Comment by vlovich123
Comment by vlovich123 a day ago
I’m pretty sure the reasoning and conclusion is way off on explaining the speed up:
> The network is better utilized because successive queries can be grouped in the same network packets, resulting in less packets overall.
> the network packets are like 50 seater buses that ride with only one passenger.
The performance improvement is not likely to be because you’re sending larger packets, since most queries transfer very little data and the benchmark the conclusion is drawn from definitely is transferring near 0 data. The speed up comes from removing waiting on a round trip ack of a batch from executing subsequent queries; the number of network packets is irrelevant.
I’m not sure that’s it either. PostgreSQL has a feature — don’t remember what it’s called — where multiple readers can share a serial table scan.

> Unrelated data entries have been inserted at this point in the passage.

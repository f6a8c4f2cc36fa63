// Copyright (c) 2024 Xu Shaohua <shaohua@biofan.org>. All rights reserved.
// Use of this source is governed by Apache-2.0 License that can be found
// in the LICENSE file.

//! Subscription router: matches inbound publishes against the active
//! topic filters and fans them out to per-filter sinks.

use codec::QoS;
use std::collections::HashMap;
use std::collections::VecDeque;

use crate::message::{Message, MessageSink, TopicFilter};

/// How many recently published topics are remembered for no-local
/// suppression.
const RECENT_LOCAL_TOPICS: usize = 32;

/// One active subscription.
#[derive(Debug, Clone)]
pub struct SubscriptionRecord {
    filter: TopicFilter,

    /// QoS granted by the broker, may be lower than requested.
    granted_qos: QoS,
}

impl SubscriptionRecord {
    #[must_use]
    pub fn filter(&self) -> &TopicFilter {
        &self.filter
    }

    #[must_use]
    pub const fn granted_qos(&self) -> QoS {
        self.granted_qos
    }
}

/// Set of active subscriptions keyed by exact filter string.
#[derive(Debug, Default)]
pub struct Router {
    records: HashMap<String, SubscriptionRecord>,

    /// Topics this client published recently, consulted by no-local
    /// subscriptions.
    recent_local: VecDeque<String>,
}

impl Router {
    #[must_use]
    pub fn new() -> Self {
        Self::default()
    }

    /// Install a granted subscription. Failed subscriptions are never
    /// installed.
    pub fn install(&mut self, filter: TopicFilter, granted_qos: QoS) {
        let key = filter.filter().to_string();
        self.records.insert(
            key,
            SubscriptionRecord {
                filter,
                granted_qos,
            },
        );
    }

    /// Remove the subscription for an exact filter string.
    pub fn remove(&mut self, filter: &str) -> bool {
        self.records.remove(filter).is_some()
    }

    /// Drop every record; used when the broker reports no session state.
    pub fn clear(&mut self) {
        self.records.clear();
        self.recent_local.clear();
    }

    #[must_use]
    pub fn len(&self) -> usize {
        self.records.len()
    }

    #[must_use]
    pub fn is_empty(&self) -> bool {
        self.records.is_empty()
    }

    /// Get the record for an exact filter string.
    #[must_use]
    pub fn get(&self, filter: &str) -> Option<&SubscriptionRecord> {
        self.records.get(filter)
    }

    /// Remember that this client just published on `topic`.
    pub fn note_local_publish(&mut self, topic: &str) {
        if self.recent_local.iter().any(|t| t == topic) {
            return;
        }
        if self.recent_local.len() >= RECENT_LOCAL_TOPICS {
            self.recent_local.pop_front();
        }
        self.recent_local.push_back(topic.to_string());
    }

    /// Collect the per-filter sinks of every subscription matching
    /// `message`, each at most once per filter.
    ///
    /// No-local subscriptions are skipped for topics this client published
    /// itself. The caller invokes the sinks and the global message delegate.
    #[must_use]
    pub fn matching_sinks(&self, message: &Message) -> Vec<MessageSink> {
        let topic = message.topic();
        let local = self.recent_local.iter().any(|t| t == topic);

        let mut sinks = Vec::new();
        for record in self.records.values() {
            if !record.filter.topic().is_match(topic) {
                continue;
            }
            if record.filter.no_local() && local {
                log::debug!("router: Suppressing no-local delivery on {topic}");
                continue;
            }
            if let Some(sink) = record.filter.sink() {
                sinks.push(sink.clone());
            }
        }
        sinks
    }
}

#[cfg(test)]
mod tests {
    use super::*;
    use std::sync::atomic::{AtomicUsize, Ordering};
    use std::sync::Arc;

    #[test]
    fn test_install_and_remove() {
        let mut router = Router::new();
        let filter = TopicFilter::new("a/b", QoS::AtLeastOnce).unwrap();
        router.install(filter, QoS::AtLeastOnce);
        assert_eq!(router.len(), 1);
        assert_eq!(
            router.get("a/b").unwrap().granted_qos(),
            QoS::AtLeastOnce
        );
        assert!(router.remove("a/b"));
        assert!(!router.remove("a/b"));
    }

    #[test]
    fn test_wildcard_dispatch_exactly_once() {
        let mut router = Router::new();
        let counter = Arc::new(AtomicUsize::new(0));
        let c = Arc::clone(&counter);
        let filter = TopicFilter::new("home/+/temp", QoS::AtMostOnce)
            .unwrap()
            .with_sink(move |_msg| {
                c.fetch_add(1, Ordering::SeqCst);
            });
        router.install(filter, QoS::AtMostOnce);

        let message = Message::new("home/kitchen/temp", QoS::AtMostOnce, b"21").unwrap();
        let sinks = router.matching_sinks(&message);
        assert_eq!(sinks.len(), 1);
        for sink in &sinks {
            sink(&message);
        }
        assert_eq!(counter.load(Ordering::SeqCst), 1);

        let message = Message::new("home/kitchen/living/temp", QoS::AtMostOnce, b"21").unwrap();
        assert!(router.matching_sinks(&message).is_empty());
    }

    #[test]
    fn test_no_local_suppression() {
        let mut router = Router::new();
        let filter = TopicFilter::new("chat/room", QoS::AtMostOnce)
            .unwrap()
            .with_no_local(true)
            .with_sink(|_msg| {});
        router.install(filter, QoS::AtMostOnce);

        router.note_local_publish("chat/room");
        let message = Message::new("chat/room", QoS::AtMostOnce, b"hi").unwrap();
        assert!(router.matching_sinks(&message).is_empty());
    }

    #[test]
    fn test_clear() {
        let mut router = Router::new();
        router.install(
            TopicFilter::new("a", QoS::AtMostOnce).unwrap(),
            QoS::AtMostOnce,
        );
        router.clear();
        assert!(router.is_empty());
    }
}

Suppose client A runs “select * from foo”, which has a thousand records. It can start streaming those results starting with row 1. Now suppose it’s on row 500 when client B runs the same query. Instead of starting over for B, it can start streaming results to B starting at row 501. Each time it reads a row, now it sends that to both clients.
Now when it finishes with row 1000, client A’s query is done. It starts back over with B on row 1 and continues through row 500.
Hypothetically, you can serve N clients with a total of 2 table scans if they all arrive before the first client’s scan is finished.
So that’s the kind of magic where I think this is going to shine. Queue up a few queries and it’s likely that several will be able to share the same underlying work.